Le ministère précise toutefois qu’une somme de 230’000 euros en provenance de Cordaid, la Caritas des Pays-Bas, à destination de Caritas India, a été bloquée. L’argent ne sera versé à son destinataire qu’après un éventuel feu vert des agences de sécurité, rapporte le 1er juillet 2015 Eglises d’Asie (EdA), l’agence d’information des Missions Etrangères de Paris.
Joint au téléphone par EdA, le Père Jolly Puthenpura, administrateur de Caritas India, déclare que ce communiqué met fin à un «quiproquo» né d’une mauvaise interprétation par la presse du gel de ce virement bancaire en provenance des Pays-Bas. Il précise que, depuis sa fondation en 1962, Caritas India a toujours agi en respectant la législation indienne, veillant scrupuleusement à observer les dispositions de la Loi sur les contributions financières étrangères. Quant au virement de 230’000 euros, le Père Jolly ajoute que le don sera refusé si le gouvernement formule des objections à l’endroit de Cordaid.
Selon les informations d’EdA, Cordaid a été placée le 6 août 2012 sur la liste dite de «prior approval», regroupant les ONG et autres organisations dont les dons arrivant en Inde sont soumis à un accord préalable des autorités fédérales. A cette époque, le gouvernement de New Delhi, dirigé par Manmohan Singh (Parti du Congrès), appréciait très peu l’opposition manifestée au Tamil Nadu contre la construction d’une centrale nucléaire de conception russe.
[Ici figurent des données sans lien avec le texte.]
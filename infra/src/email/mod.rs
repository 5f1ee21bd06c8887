//! Verification email delivery.
//!
//! Two providers exist behind the [`EmailProvider`] trait: a mock that logs
//! to the console for development, and an HTTP client for a transactional
//! email API. [`EmailService`] wraps the selected provider and adapts it to
//! the core service trait.

use async_trait::async_trait;
use std::sync::Arc;
use tracing::info;

use ss_core::services::otp::traits::EmailServiceTrait;
use ss_shared::config::email::EmailConfig;

use crate::InfrastructureError;

pub mod http_provider;
pub mod mock_email;

pub use http_provider::HttpEmailService;
pub use mock_email::MockEmailService;

/// Subject line used on all verification emails
pub const VERIFICATION_SUBJECT: &str = "Your ShabdSetu verification code";

/// Render the plain-text body for a verification email
pub fn verification_email_body(code: &str) -> String {
    format!(
        "Your ShabdSetu verification code is: {}\n\n\
         This code expires in a few minutes. If you did not request it,\n\
         you can safely ignore this email.",
        code
    )
}

/// Provider-side email delivery interface
#[async_trait]
pub trait EmailProvider: Send + Sync {
    /// Deliver a verification code, returning a provider message id
    async fn send_verification_email(
        &self,
        to: &str,
        code: &str,
    ) -> Result<String, InfrastructureError>;

    /// Human-readable provider name for logs
    fn provider_name(&self) -> &str;
}

/// Email service handle passed to the core OTP service
///
/// Holds the configured provider and adapts infrastructure errors to the
/// string errors the core trait expects.
#[derive(Clone)]
pub struct EmailService {
    provider: Arc<dyn EmailProvider>,
}

impl EmailService {
    /// Wrap an explicit provider
    pub fn new(provider: Arc<dyn EmailProvider>) -> Self {
        Self { provider }
    }

    /// Build the provider selected by the email configuration
    pub fn from_config(config: &EmailConfig) -> Result<Self, InfrastructureError> {
        let provider: Arc<dyn EmailProvider> = if config.is_mock() {
            Arc::new(MockEmailService::new())
        } else {
            Arc::new(HttpEmailService::from_config(config)?)
        };

        info!(provider = provider.provider_name(), "Email service configured");
        Ok(Self { provider })
    }
}

#[async_trait]
impl EmailServiceTrait for EmailService {
    async fn send_verification_code(&self, email: &str, code: &str) -> Result<String, String> {
        self.provider
            .send_verification_email(email, code)
            .await
            .map_err(|e| e.to_string())
    }
}
//! Email verification route handlers
//!
//! - `POST /api/auth/send-otp` - initial code issuance at signup
//! - `POST /api/auth/resend-otp` - reissue after the cooldown elapses
//! - `POST /api/auth/verify-otp` - submit a code for verification

use actix_web::web;
use std::sync::Arc;

use ss_core::repositories::VerificationRequestRepository;
use ss_core::services::otp::traits::{EmailServiceTrait, OtpCacheTrait};
use ss_core::services::otp::OtpService;

pub mod resend_otp;
pub mod send_otp;
pub mod verify_otp;

/// Application state holding the shared OTP service
pub struct AppState<E, C, R>
where
    E: EmailServiceTrait,
    C: OtpCacheTrait,
    R: VerificationRequestRepository,
{
    pub otp_service: Arc<OtpService<E, C, R>>,
}

/// Register the verification endpoints under `/auth`
pub fn configure<E, C, R>(cfg: &mut web::ServiceConfig)
where
    E: EmailServiceTrait + 'static,
    C: OtpCacheTrait + 'static,
    R: VerificationRequestRepository + 'static,
{
    cfg.service(
        web::scope("/auth")
            .route("/send-otp", web::post().to(send_otp::send_otp::<E, C, R>))
            .route("/resend-otp", web::post().to(resend_otp::resend_otp::<E, C, R>))
            .route("/verify-otp", web::post().to(verify_otp::verify_otp::<E, C, R>)),
    );
}
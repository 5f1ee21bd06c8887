//! Repository interfaces for persisted records

pub mod verification_request;

pub use verification_request::VerificationRequestRepository;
Parmi les riverains de cette centrale, sise à Kudankulam, à la pointe du pays, se trouvent des villages très majoritairement catholiques. L’évêque du lieu, Mgr Yvon Ambroise, évêque de Tuticorin et ancien président de Caritas India, faisait l’objet d’une étroite surveillance des autorités indiennes. Les comptes bancaires de l’association diocésaine de Tuticorin et d’une autre ONG liée à l’Eglise catholique, toutes deux accusées de servir des intérêts étrangers, avaient été un temps bloqués. Depuis cette époque, Cordaid est restée sur la liste dite de «prior approval» de la loi FCRA et les virements qui en sont issus à destination de Caritas India se trouvent soumis à vérification de la part du gouvernement fédéral.
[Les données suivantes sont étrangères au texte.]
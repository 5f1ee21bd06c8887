//! API response types

use serde::{Deserialize, Serialize};

/// Standard API response wrapper
///
/// Every OTP endpoint replies with this flat shape; `message` carries either
/// the success confirmation or the server-supplied failure reason, passed
/// through verbatim to the client.
#[derive(Debug, Clone, PartialEq, Eq, Serialize, Deserialize)]
pub struct ApiResponse {
    /// Whether the request was successful
    pub success: bool,

    /// Human-readable outcome message
    pub message: String,
}

impl ApiResponse {
    /// Create a successful response
    pub fn success(message: impl Into<String>) -> Self {
        Self {
            success: true,
            message: message.into(),
        }
    }

    /// Create an error response
    pub fn error(message: impl Into<String>) -> Self {
        Self {
            success: false,
            message: message.into(),
        }
    }
}
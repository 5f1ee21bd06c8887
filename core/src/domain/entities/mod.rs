//! Domain entities

pub mod otp_code;
pub mod verification_request;

pub use otp_code::OtpCode;
pub use verification_request::VerificationRequest;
A ce jour, seize ONG étrangères actives en Inde se trouvent sur la liste «prior approval». Près de douze d’entre elles y ont été inscrites du temps du dernier gouvernement de Manmohan Singh (2009-2014). Ces dernières semaines toutefois, l’attention des médias, notamment étrangers, s’est focalisée sur le fait que le gouvernement de Narendra Modi (droite nationaliste hindoue, au pouvoir depuis mai 2014) avait, un temps, gelé les comptes de l’organisation écologiste Greenpeace India. Sous couvert de faire respecter l’exigence légale de neutralité politique à laquelle sont astreintes les ONG étrangères ou financées sur fonds étrangers actives en Inde, le gouvernement Modi a été soupçonné de vouloir faire taire les organisations dénonçant les méfaits d’une exploitation sans frein des ressources naturelles et minières du pays.
Parmi les quelque deux millions d’ONG actives en Inde, qu’elles soient locales ou issues d’ONG internationales, dont un très grand nombre sont impliquées dans des actions de développement, le gouvernement a lancé une vaste opération de contrôle. Ces deux derniers mois, 13’000 ONG ont vu leur enregistrement administratif révoqué, au motif qu’elles n’ont pas rempli de déclarations fiscales durant au moins trois ans depuis 2009.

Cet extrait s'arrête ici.